MSU wants every law enforcement graduate to have — before they graduate — had the opportunity to work in communities where they interact with people of color, communities that are very different from where they grew up. This, they say, will expand students’ worldviews and give them much needed context and perspective when they’re carrying a gun on patrol and have the power to change someone’s life forever. MSU was already doing a lot of this, but their response to beef up the program even more in the wake of Floyd’s killing was a genuine and laudable move. I’m proud of my alma mater for making it.

So what if we made it mandatory for every law enforcement officer to obtain a college degree from an institution that values holistic education and strives to produce graduates that have had the opportunity to learn in diverse environments? Would that help?

Maybe. But that doesn’t do much for the officers already on a police force.

Lafata offers an interesting idea: remove the qualified immunity most officers have (which prevents them from being held accountable for actions taken in the line of duty) and replace it with a system similar to insurance.

“The vast majority of peace officers who want to do good are, of course, uncomfortable with all of this. They don’t like not having training and education and equipment,” he says. “But you know what? My wife works in the medical field; she has to have insurance. Attorneys have to have insurance. And if we are truly a profession, then maybe we need some sort of liability insurance. And if a guy like Chauvin, who has a [history of disciplinary actions] however many inches thick prior to his encounter with George Floyd, maybe he wouldn’t have been on the street because he couldn’t be insured and he couldn’t work.”

Education, training, accountability.

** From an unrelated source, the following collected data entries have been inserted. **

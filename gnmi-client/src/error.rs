use thiserror::Error;

/// Error type for gNMI client operations.
#[derive(Debug, Error)]
pub enum Error {
    #[error("Configuration error: {0}")]
    Config(String),

    #[error("Transport error: {0}")]
    Transport(#[from] tonic::transport::Error),

    #[error("RPC error: {0}")]
    Rpc(#[from] tonic::Status),

    #[error("Invalid credential value: {0}")]
    Metadata(#[from] tonic::metadata::errors::InvalidMetadataValue),

    #[error("IO error: {0}")]
    Io(#[from] std::io::Error),
}

/// Result type alias using this crate's Error.
pub type Result<T> = std::result::Result<T, Error>;
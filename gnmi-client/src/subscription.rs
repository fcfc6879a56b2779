//! Subscription event streaming

use std::future::Future;
use std::pin::Pin;
use std::task::{Context, Poll};

use tokio::sync::mpsc;
use tokio::task::JoinHandle;
use tokio_stream::{Stream, StreamExt};
use tonic::Status;
use tracing::debug;

use crate::gnmi::SubscribeResponse;

/// Capacity of the channel between the receive task and the consumer.
const EVENT_CHANNEL_CAPACITY: usize = 1024;

/// A single event observed on a running subscription.
#[derive(Debug, Clone)]
pub enum SubscriptionEvent {
    /// A response pushed by the target (update, sync marker or legacy error).
    Update(SubscribeResponse),
    /// The target closed the stream. No further events follow.
    Ended,
    /// The stream failed. No further events follow.
    Errored(Status),
}

/// A running gNMI subscription.
///
/// Events are yielded in arrival order and the stream finishes with exactly
/// one terminal event, [`SubscriptionEvent::Ended`] or
/// [`SubscriptionEvent::Errored`], unless it is cancelled first. Dropping the
/// handle cancels the subscription.
pub struct SubscriptionStream {
    events: mpsc::Receiver<SubscriptionEvent>,
    task: JoinHandle<()>,
}

impl SubscriptionStream {
    /// Spawns the receive task. `connect` resolves to the gRPC response
    /// stream; a setup failure surfaces as the terminal `Errored` event
    /// rather than failing the spawn.
    pub(crate) fn spawn<F, S>(connect: F) -> Self
    where
        F: Future<Output = Result<S, Status>> + Send + 'static,
        S: Stream<Item = Result<SubscribeResponse, Status>> + Unpin + Send + 'static,
    {
        let (tx, rx) = mpsc::channel(EVENT_CHANNEL_CAPACITY);

        let task = tokio::spawn(async move {
            match connect.await {
                Ok(stream) => forward(stream, tx).await,
                Err(status) => {
                    let _ = tx.send(SubscriptionEvent::Errored(status)).await;
                }
            }
        });

        Self { events: rx, task }
    }

    /// Receives the next event. Returns `None` once the terminal event has
    /// been consumed or after the subscription was cancelled.
    pub async fn next_event(&mut self) -> Option<SubscriptionEvent> {
        self.events.recv().await
    }

    /// Cancels the subscription. Anything still buffered is discarded and
    /// the stream yields nothing from here on.
    pub fn cancel(&mut self) {
        self.task.abort();
        self.events.close();
        while self.events.try_recv().is_ok() {}
    }
}

impl Drop for SubscriptionStream {
    fn drop(&mut self) {
        self.task.abort();
    }
}

impl Stream for SubscriptionStream {
    type Item = SubscriptionEvent;

    fn poll_next(self: Pin<&mut Self>, cx: &mut Context<'_>) -> Poll<Option<Self::Item>> {
        self.get_mut().events.poll_recv(cx)
    }
}

/// Pumps responses from the gRPC stream into the event channel until the
/// stream terminates, then sends the single terminal event.
async fn forward<S>(mut stream: S, tx: mpsc::Sender<SubscriptionEvent>)
where
    S: Stream<Item = Result<SubscribeResponse, Status>> + Unpin,
{
    loop {
        match stream.next().await {
            Some(Ok(response)) => {
                if tx.send(SubscriptionEvent::Update(response)).await.is_err() {
                    // Consumer went away, stop pulling from the target.
                    return;
                }
            }
            Some(Err(status)) => {
                debug!("Subscription stream failed: {}", status);
                let _ = tx.send(SubscriptionEvent::Errored(status)).await;
                return;
            }
            None => {
                debug!("Subscription stream ended");
                let _ = tx.send(SubscriptionEvent::Ended).await;
                return;
            }
        }
    }
}

#[cfg(test)]
mod tests {
    use super::*;
    use crate::gnmi::{Notification, subscribe_response::Response};

    type StubStream = tokio_stream::Iter<std::vec::IntoIter<Result<SubscribeResponse, Status>>>;

    fn update(timestamp: i64) -> SubscribeResponse {
        SubscribeResponse {
            response: Some(Response::Update(Notification {
                timestamp,
                ..Default::default()
            })),
            extension: vec![],
        }
    }

    fn timestamp_of(event: SubscriptionEvent) -> i64 {
        match event {
            SubscriptionEvent::Update(SubscribeResponse {
                response: Some(Response::Update(n)),
                ..
            }) => n.timestamp,
            other => panic!("expected update, got {:?}", other),
        }
    }

    #[tokio::test]
    async fn test_events_arrive_in_order_then_end() {
        let responses: Vec<Result<SubscribeResponse, Status>> =
            vec![Ok(update(1)), Ok(update(2)), Ok(update(3))];
        let mut stream = SubscriptionStream::spawn(async { Ok(tokio_stream::iter(responses)) });

        for expected in 1..=3 {
            let event = stream.next_event().await.expect("missing update");
            assert_eq!(timestamp_of(event), expected);
        }

        assert!(matches!(
            stream.next_event().await,
            Some(SubscriptionEvent::Ended)
        ));
        assert!(stream.next_event().await.is_none());
    }

    #[tokio::test]
    async fn test_mid_stream_error_is_terminal() {
        let responses: Vec<Result<SubscribeResponse, Status>> =
            vec![Ok(update(1)), Err(Status::unavailable("target gone"))];
        let mut stream = SubscriptionStream::spawn(async { Ok(tokio_stream::iter(responses)) });

        assert_eq!(timestamp_of(stream.next_event().await.unwrap()), 1);

        match stream.next_event().await {
            Some(SubscriptionEvent::Errored(status)) => {
                assert_eq!(status.code(), tonic::Code::Unavailable);
            }
            other => panic!("expected error event, got {:?}", other),
        }

        // The error is the one and only terminal event.
        assert!(stream.next_event().await.is_none());
    }

    #[tokio::test]
    async fn test_setup_failure_surfaces_as_error_event() {
        let mut stream = SubscriptionStream::spawn(async {
            Err::<StubStream, _>(Status::unauthenticated("bad credentials"))
        });

        match stream.next_event().await {
            Some(SubscriptionEvent::Errored(status)) => {
                assert_eq!(status.code(), tonic::Code::Unauthenticated);
            }
            other => panic!("expected error event, got {:?}", other),
        }
        assert!(stream.next_event().await.is_none());
    }

    #[tokio::test]
    async fn test_cancel_discards_buffered_events() {
        let responses: Vec<Result<SubscribeResponse, Status>> = vec![Ok(update(1)), Ok(update(2))];
        let mut stream = SubscriptionStream::spawn(async { Ok(tokio_stream::iter(responses)) });

        // Let the receive task buffer everything, then cancel before reading.
        (&mut stream.task).await.unwrap();
        stream.cancel();

        assert!(stream.next_event().await.is_none());
    }

    #[tokio::test]
    async fn test_cancel_stops_pending_subscription() {
        let mut stream = SubscriptionStream::spawn(async { Ok(tokio_stream::pending()) });

        stream.cancel();
        assert!(stream.next_event().await.is_none());
    }

    #[tokio::test]
    async fn test_stream_adapter_yields_terminal_event() {
        let responses: Vec<Result<SubscribeResponse, Status>> = vec![Ok(update(7))];
        let mut stream = SubscriptionStream::spawn(async { Ok(tokio_stream::iter(responses)) });

        let mut seen = Vec::new();
        while let Some(event) = stream.next().await {
            seen.push(event);
        }

        assert_eq!(seen.len(), 2);
        assert!(matches!(seen[0], SubscriptionEvent::Update(_)));
        assert!(matches!(seen[1], SubscriptionEvent::Ended));
    }
}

I’m not saying it is a prescription for meaningful change in policing, but I am saying this is as good a place as any to start.

It’s already too late for so many.

Marvin David Scott III, Patrick Lynn Warren Sr., Vincent “Vinny” M. Belmonte, Angelo Quinto, Andre Maurice Hill, Casey Christopher Goodson Jr., Angelo “AJ” Crooms, Sincere Pierce, Marcellis Stinnette, Jonathan Dwayne Price, Dijon Durand Kizzee, Rayshard Brooks.

These are all unarmed Black people who have been shot by police since June in the U.S.

One successful prosecution of a bad cop — while it may be a much-needed salve in a time of unrest — isn’t going to solve anything.

But that prosecution combined with better training and education (education that addresses and examines racial inequities, implicit bias, socioeconomic differences, etc.) might start us down the road to meaningful change.